Lines to return, exactly: from the line with "pub fn find(&self, type_code: u32, name: &[u16])" to the line with "pub fn find_mut(&mut" in the entries below, both included.

─── Material supplied

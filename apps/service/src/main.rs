mod config;
mod logging;

use std::collections::HashMap;
use std::sync::Arc;
use std::time::Duration;

use anyhow::{Context, Result};
use clap::Parser;
use tokio::sync::mpsc;
use tokio_util::sync::CancellationToken;
use tracing::{error, info, warn};
use upwatch::{
    DefaultChecker, MemoryStore, ProbeOutcome, ResultStore, Scheduler, ServiceId, ServiceStore,
};

use crate::config::Config;

#[derive(Debug, Parser)]
#[command(name = "upwatch-service", version, about = "Periodic service health checker")]
struct Args {
    /// Path to the configuration file (created with defaults when missing).
    #[arg(short, long)]
    config: Option<std::path::PathBuf>,

    /// Run a single check cycle and exit.
    #[arg(long)]
    once: bool,
}

#[tokio::main]
async fn main() -> Result<()> {
    logging::init();

    let args = Args::parse();
    let config =
        Config::from_config(args.config.as_ref()).context("failed to load configuration")?;
    info!("{config}");

    let store = Arc::new(MemoryStore::new());
    for entry in &config.services {
        let service = entry.to_service();
        if let Err(e) = service.validate() {
            warn!(service = %entry.name, "skipping invalid service: {e}");
            continue;
        }
        let id = store.create_service(&service).await?;
        info!(service = %entry.name, id, target = %entry.target, "registered service");
    }

    let checker = Arc::new(
        DefaultChecker::new(Duration::from_secs(config.probes.timeout_secs))
            .context("failed to build probe handlers")?,
    );
    let (outcome_tx, outcome_rx) = mpsc::channel(64);
    let scheduler = Scheduler::new(
        store.clone() as Arc<dyn ServiceStore>,
        store.clone() as Arc<dyn ResultStore>,
        checker,
        Duration::from_secs(config.scheduler.tick_interval_secs),
    )
    .with_outcomes(outcome_tx);

    if args.once {
        scheduler.run_cycle().await;
        drop(scheduler);
        report_summary(&store).await;
        return Ok(());
    }

    let watcher = tokio::spawn(track_transitions(outcome_rx));

    let shutdown = CancellationToken::new();
    let signal_token = shutdown.clone();
    tokio::spawn(async move {
        if tokio::signal::ctrl_c().await.is_ok() {
            info!("shutdown signal received");
            signal_token.cancel();
        }
    });

    scheduler.run(shutdown).await;
    // Dropping the scheduler closes the outcome channel and ends the watcher.
    drop(scheduler);
    let _ = watcher.await;

    report_summary(&store).await;
    Ok(())
}

/// Log up/down transitions observed on the outcome stream.
async fn track_transitions(mut outcomes: mpsc::Receiver<ProbeOutcome>) {
    let mut last_state: HashMap<ServiceId, bool> = HashMap::new();
    while let Some(outcome) = outcomes.recv().await {
        match last_state.insert(outcome.service_id, outcome.success) {
            Some(previous) if previous != outcome.success => {
                if outcome.success {
                    info!(service = %outcome.service_name, "service recovered");
                } else {
                    error!(
                        service = %outcome.service_name,
                        error = outcome.error.as_deref().unwrap_or(""),
                        "service went down",
                    );
                }
            }
            None if !outcome.success => {
                error!(service = %outcome.service_name, "service is down");
            }
            _ => {}
        }
    }
}

/// Availability summary over the stored history, written at shutdown.
async fn report_summary(store: &MemoryStore) {
    let services = match store.list_services().await {
        Ok(services) => services,
        Err(e) => {
            error!("failed to list services for summary: {e}");
            return;
        }
    };

    for service in services {
        let results = match store.recent_results(service.id, 0).await {
            Ok(results) => results,
            Err(e) => {
                error!(service = %service.name, "failed to read history: {e}");
                continue;
            }
        };
        if results.is_empty() {
            info!(service = %service.name, "no checks recorded");
            continue;
        }

        let up = results.iter().filter(|r| r.success).count();
        let availability = up as f64 / results.len() as f64 * 100.0;
        info!(
            service = %service.name,
            checks = results.len(),
            availability = %format!("{availability:.1}%"),
            "final summary",
        );
    }
}
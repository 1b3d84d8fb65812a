//! Storage contracts for services and their check history.

use async_trait::async_trait;
use thiserror::Error;

use crate::model::{CheckResult, ResultId, Service, ServiceId};

pub mod memory;

pub use memory::MemoryStore;

/// Errors surfaced by the storage layer.
#[derive(Debug, Error)]
pub enum StoreError {
    /// The requested service id has never been registered. Distinct from a
    /// registered service with no results yet, which is not an error.
    #[error("service not found: {0}")]
    ServiceNotFound(ServiceId),
    /// Failure inside a storage backend. The in-memory store never produces
    /// this.
    #[error(transparent)]
    Backend(#[from] anyhow::Error),
}

/// Registration and lookup of monitored services.
#[async_trait]
pub trait ServiceStore: Send + Sync {
    /// Register a service under the next free identifier and return it.
    /// Any id already set on the passed definition is ignored.
    async fn create_service(&self, service: &Service) -> Result<ServiceId, StoreError>;

    /// Fetch one service by id.
    async fn get_service(&self, id: ServiceId) -> Result<Service, StoreError>;

    /// Snapshot of every registered service. Iteration order is not part of
    /// the contract.
    async fn list_services(&self) -> Result<Vec<Service>, StoreError>;
}

/// Append-only history of check results, windowed per service.
#[async_trait]
pub trait ResultStore: Send + Sync {
    /// Append a result to its service's history under the next free result
    /// identifier and return it.
    async fn save_result(&self, result: &CheckResult) -> Result<ResultId, StoreError>;

    /// The most recent `limit` results for a service, oldest first. A limit
    /// of zero, or one larger than the stored history, returns everything.
    /// A service id nothing was ever saved for yields an empty vector.
    async fn recent_results(
        &self,
        service_id: ServiceId,
        limit: usize,
    ) -> Result<Vec<CheckResult>, StoreError>;
}
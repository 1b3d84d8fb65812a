//! upwatch - periodic service health-check engine
//!
//! Registers network services (HTTP endpoints, TCP sockets), probes them all
//! on a shared tick, and keeps an in-memory history of results for reporting
//! and alerting layers to consume.

use std::time::Duration;

pub mod checker;
pub mod model;
pub mod scheduler;
pub mod store;

// Re-export main types
pub use checker::{CheckError, Checker, DefaultChecker, HttpChecker, TcpChecker};
pub use model::{CheckResult, ResultId, Service, ServiceId, ServiceKind, ValidationError};
pub use scheduler::{ProbeOutcome, Scheduler};
pub use store::{MemoryStore, ResultStore, ServiceStore, StoreError};

/// Tick period used when a scheduler is configured with a zero interval.
pub const DEFAULT_TICK_INTERVAL: Duration = Duration::from_secs(10);

/// Per-probe timeout applied by the built-in HTTP and TCP handlers.
pub const DEFAULT_PROBE_TIMEOUT: Duration = Duration::from_secs(5);
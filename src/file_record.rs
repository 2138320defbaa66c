//! `FileRecord`: one fixup-framed MFT entry — header plus a sorted run of
//! `AttributeRecord`s.

use crate::attribute_record::{sort_key, AttributeRecord};
use crate::error::{NtfsError, Result};
use crate::fixup::FixupRecord;
use crate::structures::{record_flags, FileRecordReference};
use byteorder::{ByteOrder, LittleEndian};

const MAGIC: &[u8; 4] = b"FILE";
const HEADER_SIZE: usize = 42;

#[derive(Debug, Clone)]
pub struct FileRecord {
    pub sequence_number: u16,
    pub hard_link_count: u16,
    pub flags: u16,
    /// `FileRecordReference::NULL` when this record is a base record.
    pub base_file_record: FileRecordReference,
    pub next_attribute_id: u16,
    pub mft_record_number: u32,
    pub attributes: Vec<AttributeRecord>,
    fixup: FixupRecord,
}

impl FileRecord {
    pub fn new_empty(mft_record_number: u32, sequence_number: u16) -> Self {
        FileRecord {
            sequence_number,
            hard_link_count: 0,
            flags: record_flags::IN_USE,
            base_file_record: FileRecordReference::NULL,
            next_attribute_id: 0,
            mft_record_number,
            attributes: Vec::new(),
            fixup: FixupRecord::new(),
        }
    }

    pub fn is_in_use(&self) -> bool {
        self.flags & record_flags::IN_USE != 0
    }

    pub fn is_directory(&self) -> bool {
        self.flags & record_flags::IS_DIRECTORY != 0
    }

    pub fn is_extension_record(&self) -> bool {
        self.flags & record_flags::IS_EXTENSION != 0
    }

    pub fn is_base_record(&self) -> bool {
        self.base_file_record == FileRecordReference::NULL
    }

    /// Allocate the next free attribute id and bump the counter.
    pub fn allocate_attribute_id(&mut self) -> u16 {
        let id = self.next_attribute_id;
        self.next_attribute_id = self.next_attribute_id.wrapping_add(1);
        id
    }

    pub fn find(&self, type_code: u32, name: &[u16]) -> Option<&AttributeRecord> {
        self.attributes.iter().find(|a| a.type_code == type_code && a.name_matches(name))
    }

    pub fn find_mut(&mut self, type_code: u32, name: &[u16]) -> Option<&mut AttributeRecord> {
        self.attributes.iter_mut().find(|a| a.type_code == type_code && a.name_matches(name))
    }

    pub fn find_by_id(&self, id: u16) -> Option<&AttributeRecord> {
        self.attributes.iter().find(|a| a.id == id)
    }

    pub fn all_of_type(&self, type_code: u32) -> impl Iterator<Item = &AttributeRecord> {
        self.attributes.iter().filter(move |a| a.type_code == type_code)
    }

    /// Insert an attribute, assigning it the next id, then re-sort the
    /// attribute list by `(type_code, name, start_vcn)`.
    pub fn insert(&mut self, mut attr: AttributeRecord) -> u16 {
        let id = self.allocate_attribute_id();
        attr.id = id;
        self.attributes.push(attr);
        self.attributes.sort_by_key(sort_key);
        id
    }

    pub fn remove_by_id(&mut self, id: u16) -> Option<AttributeRecord> {
        let idx = self.attributes.iter().position(|a| a.id == id)?;
        Some(self.attributes.remove(idx))
    }

    /// Bytes currently occupied by header + attributes + END marker, before
    /// padding to the record's allocated size.
    pub fn used_size(&self) -> usize {
        let attrs: usize = self.attributes.iter().map(|a| a.to_bytes().len()).sum();
        let header_and_usa = HEADER_SIZE + self.usa_len();
        // Header is itself rounded up to 8 bytes before attributes start.
        (header_and_usa + 7 & !7) + attrs + 8 // END marker + padding to 8
    }

    fn sector_count(allocated_size: usize, sector_size: usize) -> usize {
        (allocated_size + sector_size - 1) / sector_size
    }

    fn usa_len(&self) -> usize {
        // Populated lazily from the allocated size at serialize time; kept
        // here only as a documented placeholder so `used_size` has a
        // reasonable (slightly conservative) estimate before that.
        2 * 2
    }

    pub fn parse(buf: &mut [u8], sector_size: usize, ignore_magic: bool) -> Result<Self> {
        let fixup = FixupRecord::load(buf, MAGIC, sector_size, ignore_magic)?;

        let sequence_number = LittleEndian::read_u16(&buf[16..18]);
        let hard_link_count = LittleEndian::read_u16(&buf[18..20]);
        let first_attribute_offset = LittleEndian::read_u16(&buf[20..22]) as usize;
        let flags = LittleEndian::read_u16(&buf[22..24]);
        let real_size = LittleEndian::read_u32(&buf[24..28]) as usize;
        let mut base_bytes = [0u8; 8];
        base_bytes.copy_from_slice(&buf[32..40]);
        let base_file_record = FileRecordReference::from_le_bytes(base_bytes);
        let next_attribute_id = LittleEndian::read_u16(&buf[40..42]);
        let mft_record_number = if buf.len() >= 48 { LittleEndian::read_u32(&buf[44..48]) } else { 0 };

        if real_size > buf.len() {
            return Err(NtfsError::corrupt("FileRecord real_size exceeds buffer"));
        }

        let mut attributes = Vec::new();
        let mut pos = first_attribute_offset;
        while pos < real_size {
            match AttributeRecord::parse(&buf[pos..])? {
                None => break,
                Some((attr, len)) => {
                    pos += len;
                    attributes.push(attr);
                }
            }
        }

        Ok(FileRecord {
            sequence_number,
            hard_link_count,
            flags,
            base_file_record,
            next_attribute_id,
            mft_record_number,
            attributes,
            fixup,
        })
    }

    /// Serialize, apply fixups, and pad to `allocated_size`.
    pub fn to_bytes(&mut self, allocated_size: usize, sector_size: usize) -> Result<Vec<u8>> {
        let sectors = Self::sector_count(allocated_size, sector_size);
        let usa_count = sectors + 1;
        let usa_offset = HEADER_SIZE;
        let header_len = (usa_offset + usa_count * 2 + 7) & !7;

        let mut attr_bytes = Vec::new();
        for attr in &self.attributes {
            attr_bytes.extend_from_slice(&attr.to_bytes());
        }

        let real_size_unpadded = header_len + attr_bytes.len() + 8;
        let real_size = (real_size_unpadded + 7) & !7;
        if real_size > allocated_size {
            return Err(NtfsError::invalid(format!(
                "FileRecord {} exceeds its allocated size ({real_size} > {allocated_size})",
                self.mft_record_number
            )));
        }

        let mut buf = vec![0u8; allocated_size];
        buf[0..4].copy_from_slice(MAGIC);
        LittleEndian::write_u16(&mut buf[4..6], usa_offset as u16);
        LittleEndian::write_u16(&mut buf[6..8], usa_count as u16);
        // bytes 8..16: $LogFile sequence number, left zero (no $LogFile replay).
        LittleEndian::write_u16(&mut buf[16..18], self.sequence_number);
        LittleEndian::write_u16(&mut buf[18..20], self.hard_link_count);
        LittleEndian::write_u16(&mut buf[20..22], header_len as u16);
        LittleEndian::write_u16(&mut buf[22..24], self.flags);
        LittleEndian::write_u32(&mut buf[24..28], real_size as u32);
        LittleEndian::write_u32(&mut buf[28..32], allocated_size as u32);
        buf[32..40].copy_from_slice(&self.base_file_record.to_le_bytes());
        LittleEndian::write_u16(&mut buf[40..42], self.next_attribute_id);
        if buf.len() >= 48 {
            LittleEndian::write_u32(&mut buf[44..48], self.mft_record_number);
        }

        buf[header_len..header_len + attr_bytes.len()].copy_from_slice(&attr_bytes);
        let end_marker_offset = header_len + attr_bytes.len();
        LittleEndian::write_u32(&mut buf[end_marker_offset..end_marker_offset + 4], crate::structures::attr_type::END);

        self.fixup.store(&mut buf, sector_size)?;
        Ok(buf)
    }
}

#[cfg(test)]
mod tests {
    use super::*;
    use crate::attribute_record::AttributeBody;
    use crate::structures::attr_type;

    #[test]
    fn empty_record_roundtrips() {
        let mut rec = FileRecord::new_empty(24, 1);
        let bytes = rec.to_bytes(1024, 512).unwrap();
        let mut bytes2 = bytes.clone();
        let parsed = FileRecord::parse(&mut bytes2, 512, false).unwrap();
        assert_eq!(parsed.sequence_number, 1);
        assert!(parsed.is_in_use());
        assert!(parsed.attributes.is_empty());
    }

    #[test]
    fn record_with_resident_attribute_roundtrips() {
        let mut rec = FileRecord::new_empty(30, 2);
        rec.insert(AttributeRecord {
            type_code: attr_type::STANDARD_INFORMATION,
            name: Vec::new(),
            id: 0,
            flags: 0,
            body: AttributeBody::Resident {
                data: vec![0u8; 48],
                indexed: false,
            },
        });
        rec.insert(AttributeRecord {
            type_code: attr_type::FILE_NAME,
            name: Vec::new(),
            id: 0,
            flags: 0,
            body: AttributeBody::Resident {
                data: vec![1u8; 70],
                indexed: true,
            },
        });

        let bytes = rec.to_bytes(1024, 512).unwrap();
        let mut bytes2 = bytes.clone();
        let parsed = FileRecord::parse(&mut bytes2, 512, false).unwrap();
        assert_eq!(parsed.attributes.len(), 2);
        assert_eq!(parsed.attributes[0].type_code, attr_type::STANDARD_INFORMATION);
        assert_eq!(parsed.attributes[1].type_code, attr_type::FILE_NAME);
    }

    #[test]
    fn oversized_attributes_are_rejected_at_serialize_time() {
        let mut rec = FileRecord::new_empty(30, 1);
        rec.insert(AttributeRecord {
            type_code: attr_type::DATA,
            name: Vec::new(),
            id: 0,
            flags: 0,
            body: AttributeBody::Resident {
                data: vec![0u8; 2000],
                indexed: false,
            },
        });
        assert!(rec.to_bytes(1024, 512).is_err());
    }

    #[test]
    fn insert_keeps_attributes_sorted_by_type_then_name() {
        let mut rec = FileRecord::new_empty(30, 1);
        rec.insert(AttributeRecord {
            type_code: attr_type::DATA,
            name: Vec::new(),
            id: 0,
            flags: 0,
            body: AttributeBody::Resident { data: vec![], indexed: false },
        });
        rec.insert(AttributeRecord {
            type_code: attr_type::STANDARD_INFORMATION,
            name: Vec::new(),
            id: 0,
            flags: 0,
            body: AttributeBody::Resident { data: vec![], indexed: false },
        });
        assert_eq!(rec.attributes[0].type_code, attr_type::STANDARD_INFORMATION);
        assert_eq!(rec.attributes[1].type_code, attr_type::DATA);
    }
}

──────

__Solution for this exercise__:
    pub fn find(&self, type_code: u32, name: &[u16]) -> Option<&AttributeRecord> {
        self.attributes.iter().find(|a| a.type_code == type_code && a.name_matches(name))
    }

    pub fn find_mut(&mut self, type_code: u32, name: &[u16]) -> Option<&mut AttributeRecord> {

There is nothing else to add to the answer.